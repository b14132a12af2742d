//! An in-memory `MemoryDevice` stand-in, driving the allocator without a
//! real driver. Mirrors the minimal-fixture style of `safety_check.rs`'s
//! `Poolable` stub: just enough state to exercise the collaborator contract.

use std::cell::Cell;
use std::ptr::NonNull;
use std::sync::atomic::{AtomicU64, Ordering};
use std::sync::Mutex;

use gpu_suballocator::{DedicatedAllocationHint, DeviceMemory, MemoryDevice, MemoryDeviceError, MemoryHeap, MemoryProperties, MemoryPropertyFlags, MemoryTypeInfo};

/// A backing store for one simulated `DeviceMemory` object, so mapped
/// pointers stay valid for the lifetime of the allocation.
struct Backing {
    #[allow(dead_code)]
    bytes: Box<[u8]>,
}

/// Installs a `tracing` subscriber for the current test process so the
/// allocator's debug logging is visible with `cargo test -- --nocapture`.
/// Safe to call from multiple tests; only the first call wins.
pub fn init_tracing() {
    let _ = tracing_subscriber::fmt().with_test_writer().try_init();
}

pub struct MockDevice {
    properties: MemoryProperties,
    granularity: u64,
    next_handle: AtomicU64,
    backings: Mutex<Vec<(DeviceMemory, Backing)>>,
    pub fail_next_allocate: Cell<bool>,
    pub fail_next_map: Cell<bool>,
}

impl MockDevice {
    /// Two memory types: type 0 device-local only, type 1 host-visible +
    /// host-coherent, both backed by a single heap of `heap_size` bytes.
    #[must_use]
    pub fn two_types(heap_size: u64) -> Self {
        Self {
            properties: MemoryProperties {
                memory_types: vec![
                    MemoryTypeInfo {
                        property_flags: MemoryPropertyFlags::DEVICE_LOCAL,
                        heap_index: 0,
                    },
                    MemoryTypeInfo {
                        property_flags: MemoryPropertyFlags::HOST_VISIBLE | MemoryPropertyFlags::HOST_COHERENT,
                        heap_index: 1,
                    },
                ],
                memory_heaps: vec![MemoryHeap { size: heap_size }, MemoryHeap { size: heap_size }],
            },
            granularity: 64,
            next_handle: AtomicU64::new(1),
            backings: Mutex::new(Vec::new()),
            fail_next_allocate: Cell::new(false),
            fail_next_map: Cell::new(false),
        }
    }
}

impl MemoryDevice for MockDevice {
    fn memory_properties(&self) -> &MemoryProperties {
        &self.properties
    }

    fn buffer_image_granularity(&self) -> u64 {
        self.granularity
    }

    fn allocate_memory(&self, size: u64, _memory_type_index: u32, _dedicated: DedicatedAllocationHint) -> Result<DeviceMemory, MemoryDeviceError> {
        if self.fail_next_allocate.replace(false) {
            return Err(MemoryDeviceError::OutOfDeviceMemory);
        }
        let handle = DeviceMemory(self.next_handle.fetch_add(1, Ordering::Relaxed));
        let backing = Backing {
            bytes: vec![0u8; size as usize].into_boxed_slice(),
        };
        self.backings.lock().unwrap().push((handle, backing));
        Ok(handle)
    }

    fn free_memory(&self, memory: DeviceMemory) {
        self.backings.lock().unwrap().retain(|(handle, _)| *handle != memory);
    }

    fn map_memory(&self, memory: DeviceMemory) -> Result<NonNull<u8>, MemoryDeviceError> {
        if self.fail_next_map.replace(false) {
            return Err(MemoryDeviceError::MapFailed);
        }
        let mut backings = self.backings.lock().unwrap();
        let (_, backing) = backings.iter_mut().find(|(handle, _)| *handle == memory).ok_or(MemoryDeviceError::Other("map: unknown handle".into()))?;
        NonNull::new(backing.bytes.as_mut_ptr()).ok_or(MemoryDeviceError::MapFailed)
    }

    fn unmap_memory(&self, _memory: DeviceMemory) {}
}

impl MockDevice {
    /// Number of device-memory objects currently live (allocated and not
    /// yet freed). Used to assert that a failed `map_memory` triggers an
    /// immediate `free_memory` rather than leaking the handle.
    #[must_use]
    pub fn live_allocation_count(&self) -> usize {
        self.backings.lock().unwrap().len()
    }
}
//! Single-occupant sub-allocator for blocks that back exactly one resource.

use crate::chunk::ChunkId;
use crate::error::{AllocationError, AllocationResult};
use crate::location::ResourceKind;
use crate::log::{self, LogLevel};

use super::{AllocationReport, SubAllocator};

/// Treats an entire block as one chunk; `allocate` succeeds exactly once.
#[derive(Debug)]
pub struct DedicatedBlockAllocator {
    size: u64,
    allocated: u64,
    name: Option<String>,
}

const THE_ONE_CHUNK: u64 = 1;

impl DedicatedBlockAllocator {
    #[must_use]
    pub fn new(size: u64) -> Self {
        Self { size, allocated: 0, name: None }
    }
}

impl SubAllocator for DedicatedBlockAllocator {
    fn allocate(&mut self, size: u64, _alignment: u64, _kind: ResourceKind, _granularity: u64, name: Option<String>) -> AllocationResult<(u64, ChunkId)> {
        if self.allocated != 0 {
            return Err(AllocationError::Internal("dedicated block already occupied".into()));
        }
        if size != self.size {
            return Err(AllocationError::OutOfMemory);
        }
        self.allocated = self.size;
        self.name = name;
        Ok((0, ChunkId::new(THE_ONE_CHUNK).expect("1 is a valid NonZeroU64")))
    }

    fn free(&mut self, chunk_id: ChunkId) -> AllocationResult<()> {
        if chunk_id.get() != THE_ONE_CHUNK {
            return Err(AllocationError::Internal("dedicated free: unknown chunk id".into()));
        }
        if self.allocated == 0 {
            return Err(AllocationError::Internal("dedicated free: block is already empty".into()));
        }
        self.allocated = 0;
        self.name = None;
        Ok(())
    }

    fn rename(&mut self, chunk_id: ChunkId, name: Option<String>) -> AllocationResult<()> {
        if chunk_id.get() != THE_ONE_CHUNK || self.allocated == 0 {
            return Err(AllocationError::Internal("dedicated rename: no such occupant".into()));
        }
        self.name = name;
        Ok(())
    }

    fn report_allocations(&self) -> Vec<AllocationReport> {
        if self.allocated == 0 {
            Vec::new()
        } else {
            vec![AllocationReport {
                name: self.name.clone(),
                offset: 0,
                size: self.size,
            }]
        }
    }

    fn report_leaks(&self, level: LogLevel, memory_type_index: usize, block_index: usize) {
        if self.allocated != 0 {
            log::emit(level, memory_type_index, block_index, self.name.as_deref(), 0, self.size);
        }
    }

    fn supports_general(&self) -> bool {
        false
    }

    fn allocated_bytes(&self) -> u64 {
        self.allocated
    }
}
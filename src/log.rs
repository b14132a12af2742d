//! Leak-report severity. Kept independent of `tracing::Level` so callers
//! that build this crate without the `logging` feature still get a usable
//! type through the public API.

/// Severity at which [`crate::Allocator::report_leaks`] emits one record per
/// live allocation.
#[derive(Debug, Clone, Copy, PartialEq, Eq, Hash)]
pub enum LogLevel {
    Debug,
    Info,
    Warn,
    Error,
}

#[cfg(feature = "logging")]
pub(crate) fn emit(level: LogLevel, memory_type_index: usize, block_index: usize, name: Option<&str>, offset: u64, size: u64) {
    let name = name.unwrap_or("<unnamed>");
    match level {
        LogLevel::Debug => tracing::debug!(memory_type_index, block_index, name, offset, size, "live allocation"),
        LogLevel::Info => tracing::info!(memory_type_index, block_index, name, offset, size, "live allocation"),
        LogLevel::Warn => tracing::warn!(memory_type_index, block_index, name, offset, size, "live allocation"),
        LogLevel::Error => tracing::error!(memory_type_index, block_index, name, offset, size, "live allocation"),
    }
}

#[cfg(not(feature = "logging"))]
pub(crate) fn emit(_level: LogLevel, _memory_type_index: usize, _block_index: usize, _name: Option<&str>, _offset: u64, _size: u64) {}

/// Block-lifecycle logging gated by `AllocatorDebugSettings::log_memory_information`.
#[cfg(feature = "logging")]
pub(crate) fn block_opened(memory_type_index: u32, block_index: usize, size: u64, dedicated: bool) {
    tracing::info!(memory_type_index, block_index, size, dedicated, "block opened");
}

#[cfg(not(feature = "logging"))]
pub(crate) fn block_opened(_memory_type_index: u32, _block_index: usize, _size: u64, _dedicated: bool) {}

#[cfg(feature = "logging")]
pub(crate) fn block_destroyed(memory_type_index: u32, block_index: usize, size: u64) {
    tracing::info!(memory_type_index, block_index, size, "block destroyed");
}

#[cfg(not(feature = "logging"))]
pub(crate) fn block_destroyed(_memory_type_index: u32, _block_index: usize, _size: u64) {}
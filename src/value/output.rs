//! Output sanitization

use super::value::Value;

/// Removes every *absent* value from a result.
///
/// Object entries holding *absent* are dropped and arrays are compacted, so
/// `[1, absent, null]` becomes `[1, null]`. Explicit nulls always survive.
/// Only applied to final output, never to values still being compared.
pub fn sanitize_for_output(value: Value) -> Value {
    match value {
        Value::Array(items) => Value::Array(
            items
                .into_iter()
                .filter(|v| !v.is_absent())
                .map(sanitize_for_output)
                .collect(),
        ),
        Value::Object(entries) => Value::Object(
            entries
                .into_iter()
                .filter(|(_, v)| !v.is_absent())
                .map(|(k, v)| (k, sanitize_for_output(v)))
                .collect(),
        ),
        other => other,
    }
}
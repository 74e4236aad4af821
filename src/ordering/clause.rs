//! ORDER BY clauses and composite index declarations

use std::fmt;

use serde::{Deserialize, Serialize};

/// Sort direction
#[derive(Debug, Clone, Copy, PartialEq, Eq, Default, Serialize, Deserialize)]
#[serde(rename_all = "lowercase")]
pub enum Direction {
    #[default]
    Ascending,
    Descending,
}

impl Direction {
    pub fn as_str(&self) -> &'static str {
        match self {
            Direction::Ascending => "ascending",
            Direction::Descending => "descending",
        }
    }

    pub fn is_descending(&self) -> bool {
        *self == Direction::Descending
    }
}

impl fmt::Display for Direction {
    fn fmt(&self, f: &mut fmt::Formatter<'_>) -> fmt::Result {
        f.write_str(self.as_str())
    }
}

/// A single ORDER BY key: a field path below the document root plus a
/// direction
#[derive(Debug, Clone, PartialEq, Eq)]
pub struct OrderClause {
    /// Keys from the document root, never empty
    pub path: Vec<String>,
    pub direction: Direction,
}

impl OrderClause {
    pub fn new(path: Vec<String>, direction: Direction) -> Self {
        Self { path, direction }
    }

    /// Ascending clause on a dotted path (`"a.b"`)
    pub fn asc(path: &str) -> Self {
        Self::new(split_dotted(path), Direction::Ascending)
    }

    /// Descending clause on a dotted path
    pub fn desc(path: &str) -> Self {
        Self::new(split_dotted(path), Direction::Descending)
    }

    /// Slash-delimited form used by index declarations (`/a/b`)
    pub fn index_path(&self) -> String {
        format!("/{}", self.path.join("/"))
    }
}

fn split_dotted(path: &str) -> Vec<String> {
    path.split('.').map(str::to_string).collect()
}

/// One field of a composite index, in its wire form
#[derive(Debug, Clone, PartialEq, Eq, Serialize, Deserialize)]
pub struct CompositeIndexField {
    /// Slash-delimited path, e.g. `/a/b`
    pub path: String,
    pub order: Direction,
}

impl CompositeIndexField {
    pub fn new(path: impl Into<String>, order: Direction) -> Self {
        Self {
            path: path.into(),
            order,
        }
    }

    pub fn ascending(path: impl Into<String>) -> Self {
        Self::new(path, Direction::Ascending)
    }

    pub fn descending(path: impl Into<String>) -> Self {
        Self::new(path, Direction::Descending)
    }
}

/// A declared composite index: ordered fields
pub type CompositeIndexSpec = Vec<CompositeIndexField>;

/// True iff some index has exactly the clauses' (path, direction) pairs in
/// the same order
pub fn has_matching_index(clauses: &[OrderClause], indexes: &[CompositeIndexSpec]) -> bool {
    indexes.iter().any(|index| {
        index.len() == clauses.len()
            && index
                .iter()
                .zip(clauses)
                .all(|(field, clause)| field.path == clause.index_path() && field.order == clause.direction)
    })
}

#[cfg(test)]
mod tests {
    use super::*;
    use serde_json::json;

    #[test]
    fn test_index_path() {
        assert_eq!(OrderClause::asc("a.b").index_path(), "/a/b");
        assert_eq!(OrderClause::desc("name").index_path(), "/name");
    }

    #[test]
    fn test_matching_index() {
        let clauses = vec![OrderClause::asc("a"), OrderClause::desc("b")];
        let good = vec![
            CompositeIndexField::ascending("/a"),
            CompositeIndexField::descending("/b"),
        ];
        let wrong_dir = vec![
            CompositeIndexField::ascending("/a"),
            CompositeIndexField::ascending("/b"),
        ];
        let wrong_order = vec![
            CompositeIndexField::descending("/b"),
            CompositeIndexField::ascending("/a"),
        ];

        assert!(has_matching_index(&clauses, &[wrong_dir.clone(), good]));
        assert!(!has_matching_index(&clauses, &[wrong_dir, wrong_order]));
        assert!(!has_matching_index(&clauses, &[]));
    }

    #[test]
    fn test_wire_form() {
        let field: CompositeIndexField =
            serde_json::from_value(json!({"path": "/a/b", "order": "descending"})).unwrap();
        assert_eq!(field, CompositeIndexField::descending("/a/b"));
        assert_eq!(
            serde_json::to_value(CompositeIndexField::ascending("/x")).unwrap(),
            json!({"path": "/x", "order": "ascending"})
        );
    }
}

# # # # # # #

PROBLEM DESCRIPTION — What lines in the listing above contain the word "entries"? Show each one.

EXERCISE ANSWER —
/// Object entries holding *absent* are dropped and arrays are compacted, so
        Value::Object(entries) => Value::Object(
            entries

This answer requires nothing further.